■ Prompt ■
Search the material for the word "first" and report each line where it turns up.

■ Dataset excerpts ■
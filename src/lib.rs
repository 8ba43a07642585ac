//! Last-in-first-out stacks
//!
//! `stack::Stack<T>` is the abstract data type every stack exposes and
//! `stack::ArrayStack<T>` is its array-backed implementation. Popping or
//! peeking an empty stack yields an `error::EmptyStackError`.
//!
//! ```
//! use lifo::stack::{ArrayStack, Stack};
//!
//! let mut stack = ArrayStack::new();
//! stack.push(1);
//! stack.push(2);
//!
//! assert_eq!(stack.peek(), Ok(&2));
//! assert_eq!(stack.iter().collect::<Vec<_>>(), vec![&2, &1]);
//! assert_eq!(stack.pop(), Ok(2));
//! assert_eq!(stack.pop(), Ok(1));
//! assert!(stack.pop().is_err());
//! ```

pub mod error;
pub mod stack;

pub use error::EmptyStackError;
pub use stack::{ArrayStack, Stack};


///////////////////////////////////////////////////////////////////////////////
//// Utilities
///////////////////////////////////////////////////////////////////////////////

--

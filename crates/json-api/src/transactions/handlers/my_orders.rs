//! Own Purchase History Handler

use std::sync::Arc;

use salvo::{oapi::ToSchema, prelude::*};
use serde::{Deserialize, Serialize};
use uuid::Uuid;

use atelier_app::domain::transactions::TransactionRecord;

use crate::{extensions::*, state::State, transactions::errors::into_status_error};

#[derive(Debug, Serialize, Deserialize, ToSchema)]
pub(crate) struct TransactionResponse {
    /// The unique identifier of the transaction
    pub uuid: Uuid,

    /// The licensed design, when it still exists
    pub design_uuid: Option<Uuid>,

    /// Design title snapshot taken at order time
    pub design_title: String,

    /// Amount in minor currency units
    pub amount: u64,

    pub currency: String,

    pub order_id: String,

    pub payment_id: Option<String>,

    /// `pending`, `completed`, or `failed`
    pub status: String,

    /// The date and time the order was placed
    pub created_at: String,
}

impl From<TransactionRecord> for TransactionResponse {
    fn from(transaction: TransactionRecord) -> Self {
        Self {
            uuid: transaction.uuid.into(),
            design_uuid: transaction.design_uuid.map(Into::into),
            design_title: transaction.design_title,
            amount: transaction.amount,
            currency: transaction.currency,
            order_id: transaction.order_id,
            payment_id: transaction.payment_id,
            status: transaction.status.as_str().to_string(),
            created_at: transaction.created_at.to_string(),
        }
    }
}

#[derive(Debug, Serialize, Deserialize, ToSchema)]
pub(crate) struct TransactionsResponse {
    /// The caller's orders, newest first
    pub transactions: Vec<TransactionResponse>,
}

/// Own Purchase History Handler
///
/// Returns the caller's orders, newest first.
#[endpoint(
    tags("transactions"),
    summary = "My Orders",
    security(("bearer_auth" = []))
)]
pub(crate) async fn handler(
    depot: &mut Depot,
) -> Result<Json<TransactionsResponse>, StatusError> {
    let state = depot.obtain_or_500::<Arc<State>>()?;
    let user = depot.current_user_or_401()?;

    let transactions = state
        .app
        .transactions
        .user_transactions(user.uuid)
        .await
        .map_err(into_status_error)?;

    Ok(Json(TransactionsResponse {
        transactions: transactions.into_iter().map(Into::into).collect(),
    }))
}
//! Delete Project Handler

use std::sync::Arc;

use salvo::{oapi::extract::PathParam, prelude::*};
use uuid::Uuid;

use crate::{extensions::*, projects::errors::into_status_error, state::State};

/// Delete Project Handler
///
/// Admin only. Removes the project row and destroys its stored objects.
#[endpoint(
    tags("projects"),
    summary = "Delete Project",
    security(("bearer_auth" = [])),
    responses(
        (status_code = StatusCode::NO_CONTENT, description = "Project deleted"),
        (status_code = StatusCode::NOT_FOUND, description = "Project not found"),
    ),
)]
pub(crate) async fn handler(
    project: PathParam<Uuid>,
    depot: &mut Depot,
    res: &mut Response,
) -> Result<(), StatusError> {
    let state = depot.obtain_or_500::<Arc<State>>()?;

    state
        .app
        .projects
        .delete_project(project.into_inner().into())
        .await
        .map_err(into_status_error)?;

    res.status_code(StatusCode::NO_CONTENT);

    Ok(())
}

■ Expected answer ■
//! Last-in-first-out stacks
    /// The caller's orders, newest first
/// Returns the caller's orders, newest first.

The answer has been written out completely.